Per 2022 ASA guidelines, difficult airway management strategies must be tailored to the patient’s surgical context, clinical status, and the anesthesiologist’s expertise (2). A meta-analysis of 429 patients across 8 studies found no statistically significant difference in intubation failure or first-attempt success rates between video laryngoscopy and FOB for anticipated difficult intubation (27). Given the structural fragility of TD, FOB enables real-time subglottic navigation for precise visualization, proactively minimizing tissue trauma. Literature indicates one-third of undiagnosed diverticula cause initial intubation failure due to deceptive morphological resemblance between diverticular orifices and normal anatomy, increasing misidentification risk.

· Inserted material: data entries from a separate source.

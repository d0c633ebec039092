// SPDX-License-Identifier: Apache-2.0 OR MIT
// Copyright (c) 2025-2026 naskel.com

//! MQTT publish handling without a broker.
//!
//! Publishes of one poll batch are fed back to back, the way the subscriber
//! loop receives them, on a multi-thread runtime.

mod common;

use common::*;
use lorawan_reassembler::ingress::mqtt::handle_publish;
use lorawan_reassembler::{Dialect, Dispatcher, FragmentStore, Pipeline, ServiceStats};
use std::sync::Arc;
use tokio_util::task::TaskTracker;

const TOPIC: &str = "v3/reassembly@ttn/devices/vibration-sensor-1/up";

struct Harness {
    pipeline: Arc<Pipeline>,
    decoder: Arc<FixtureDecoder>,
    sink: Arc<CaptureSink>,
}

fn harness() -> Harness {
    let decoder = Arc::new(FixtureDecoder::dataformat2());
    let sink = Arc::new(CaptureSink::default());
    let pipeline = Arc::new(Pipeline::new(
        Dialect::Ttn,
        Arc::new(FragmentStore::new()),
        decoder.clone(),
        Dispatcher::default().with_sink(sink.clone()),
        Arc::new(ServiceStats::new()),
    ));

    Harness {
        pipeline,
        decoder,
        sink,
    }
}

#[tokio::test(flavor = "multi_thread", worker_threads = 4)]
async fn test_batch_keeps_fragment_order() {
    let first = fixture("ttn_fragment1.json");
    let last = fixture("ttn_fragment_last.json");

    for run in 0..200 {
        let h = harness();
        let tracker = TaskTracker::new();

        // Same shape as the event loop: one task receiving the whole batch.
        let pipeline = Arc::clone(&h.pipeline);
        let loop_tracker = tracker.clone();
        let (first, last) = (first.clone(), last.clone());
        tokio::spawn(async move {
            for payload in [first, last] {
                handle_publish(&pipeline, &loop_tracker, TOPIC, &payload);
            }
        })
        .await
        .expect("receive task");

        tracker.close();
        tracker.wait().await;

        assert!(h.pipeline.store().is_empty(), "run {}: fragment left pending", run);
        let calls = h.decoder.calls.lock();
        assert_eq!(calls.len(), 1, "run {}", run);
        assert_eq!(hex::encode(&calls[0].0), DATAFORMAT2_HEX, "run {}", run);
        assert_eq!(h.sink.sent.lock().len(), 1, "run {}", run);
    }
}

#[tokio::test(flavor = "multi_thread", worker_threads = 4)]
async fn test_batch_of_many_devices() {
    const DEVICES: usize = 16;

    let h = harness();
    let tracker = TaskTracker::new();
    let first: serde_json::Value =
        serde_json::from_slice(&fixture("ttn_fragment1.json")).expect("json");
    let last: serde_json::Value =
        serde_json::from_slice(&fixture("ttn_fragment_last.json")).expect("json");

    let with_eui = |msg: &serde_json::Value, d: usize| {
        let mut msg = msg.clone();
        msg["end_device_ids"]["dev_eui"] = format!("42{:014}", d).into();
        msg.to_string().into_bytes()
    };

    // All first fragments, then all last fragments, interleaved by device.
    for d in 0..DEVICES {
        handle_publish(&h.pipeline, &tracker, TOPIC, &with_eui(&first, d));
    }
    assert_eq!(h.pipeline.store().len(), DEVICES);
    for d in 0..DEVICES {
        handle_publish(&h.pipeline, &tracker, TOPIC, &with_eui(&last, d));
    }

    tracker.close();
    tracker.wait().await;

    assert!(h.pipeline.store().is_empty());
    assert_eq!(h.sink.sent.lock().len(), DEVICES);
    let stats = h.pipeline.stats().snapshot();
    assert_eq!(stats.reassembled, DEVICES as u64);
    assert_eq!(stats.decode_failures, 0);
}

#[tokio::test]
async fn test_rejected_and_ignored_publishes_spawn_nothing() {
    let h = harness();
    let tracker = TaskTracker::new();

    handle_publish(&h.pipeline, &tracker, TOPIC, b"badformat");

    let mut data_frame: serde_json::Value =
        serde_json::from_slice(&fixture("ttn_fragment1.json")).expect("json");
    data_frame["uplink_message"]["f_port"] = 10.into();
    handle_publish(&h.pipeline, &tracker, TOPIC, data_frame.to_string().as_bytes());

    assert!(tracker.is_empty());
    assert!(h.pipeline.store().is_empty());

    let stats = h.pipeline.stats().snapshot();
    assert_eq!(stats.rejected, 1);
    assert_eq!(stats.ignored, 1);
}
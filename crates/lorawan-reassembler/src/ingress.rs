// SPDX-License-Identifier: Apache-2.0 OR MIT
// Copyright (c) 2025-2026 naskel.com

//! Ingress adapters feeding raw network server messages into the
//! [`Pipeline`](crate::pipeline::Pipeline).

pub mod http;
pub mod mqtt;

pub use http::{router, HttpState};
pub use mqtt::MqttIngress;
// SPDX-License-Identifier: Apache-2.0 OR MIT
// Copyright (c) 2025-2026 naskel.com

//! Service counters.

use serde::Serialize;
use std::sync::atomic::{AtomicU64, Ordering};
use std::time::Instant;

/// Lock-free counters updated by the pipeline and the sweeper.
#[derive(Debug)]
pub struct ServiceStats {
    /// Raw messages handed to the pipeline.
    pub received: AtomicU64,

    /// Messages that failed to parse.
    pub rejected: AtomicU64,

    /// Frames on a non-fragment FPort.
    pub ignored: AtomicU64,

    /// Fragments appended to a pending set.
    pub buffered: AtomicU64,

    /// Completed sets turned into a frame.
    pub reassembled: AtomicU64,

    /// Decoder failures.
    pub decode_failures: AtomicU64,

    /// Successful deliveries, counted per sink.
    pub dispatched: AtomicU64,

    /// Failed deliveries, counted per sink.
    pub sink_failures: AtomicU64,

    /// Sets dropped for exceeding `max_chunks`.
    pub evicted_overflow: AtomicU64,

    /// Sets dropped for inactivity.
    pub evicted_stale: AtomicU64,

    started: Instant,
}

impl Default for ServiceStats {
    fn default() -> Self {
        Self::new()
    }
}

impl ServiceStats {
    /// Create zeroed counters.
    pub fn new() -> Self {
        Self {
            received: AtomicU64::new(0),
            rejected: AtomicU64::new(0),
            ignored: AtomicU64::new(0),
            buffered: AtomicU64::new(0),
            reassembled: AtomicU64::new(0),
            decode_failures: AtomicU64::new(0),
            dispatched: AtomicU64::new(0),
            sink_failures: AtomicU64::new(0),
            evicted_overflow: AtomicU64::new(0),
            evicted_stale: AtomicU64::new(0),
            started: Instant::now(),
        }
    }

    /// Increment a counter by one.
    pub fn incr(counter: &AtomicU64) {
        counter.fetch_add(1, Ordering::Relaxed);
    }

    /// Increment a counter by `n`.
    pub fn add(counter: &AtomicU64, n: u64) {
        counter.fetch_add(n, Ordering::Relaxed);
    }

    /// Get snapshot of current stats.
    pub fn snapshot(&self) -> StatsSnapshot {
        StatsSnapshot {
            received: self.received.load(Ordering::Relaxed),
            rejected: self.rejected.load(Ordering::Relaxed),
            ignored: self.ignored.load(Ordering::Relaxed),
            buffered: self.buffered.load(Ordering::Relaxed),
            reassembled: self.reassembled.load(Ordering::Relaxed),
            decode_failures: self.decode_failures.load(Ordering::Relaxed),
            dispatched: self.dispatched.load(Ordering::Relaxed),
            sink_failures: self.sink_failures.load(Ordering::Relaxed),
            evicted_overflow: self.evicted_overflow.load(Ordering::Relaxed),
            evicted_stale: self.evicted_stale.load(Ordering::Relaxed),
            uptime_secs: self.started.elapsed().as_secs(),
        }
    }
}

/// Point-in-time copy of [`ServiceStats`].
#[derive(Debug, Clone, Default, PartialEq, Eq, Serialize)]
pub struct StatsSnapshot {
    pub received: u64,
    pub rejected: u64,
    pub ignored: u64,
    pub buffered: u64,
    pub reassembled: u64,
    pub decode_failures: u64,
    pub dispatched: u64,
    pub sink_failures: u64,
    pub evicted_overflow: u64,
    pub evicted_stale: u64,
    pub uptime_secs: u64,
}

impl StatsSnapshot {
    /// Total evicted sets.
    pub fn evicted(&self) -> u64 {
        self.evicted_overflow + self.evicted_stale
    }
}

Additionally, in patients with airway anatomical abnormalities, tracheal ring palpation alone may inadequately confirm ETT position, necessitating complementary techniques. In this case, ETT position was confirmed using tracheal ring palpation, assessment of light transmission through the incision, and capnography. Tracheal ring palpation is considered one of the “gold standards” for confirming ETT placement (28). This method, utilizing the FOB light source, may serve as an adjunct in specific scenarios, though its reliability can be influenced by operator experience and environmental factors (29). Capnography is a commonly used method to confirm ETT placement. According to 2022 ASA (2), capnography remains the preferred method for ETT position verification.

In summary, most data derived from published literature, resulting in a limited sample size that restricts generalizability. Potential selection bias and methodological constraints may further reduce clinical applicability. TD typically presents asymptomatically or with non-specific manifestations often obscured by primary comorbidities. For elective surgery patients with suspected TD, particularly those with prior neck surgery or disease, we advocate preoperative FOB to confirm anatomical defects and guide individualized airway management. This effectively reclassifies potential “unanticipated” difficult airways as “anticipated.” Our case validates transnasal FOB-guided intubation as an effective rescue strategy for unanticipated difficult airways during TD-related reintubation.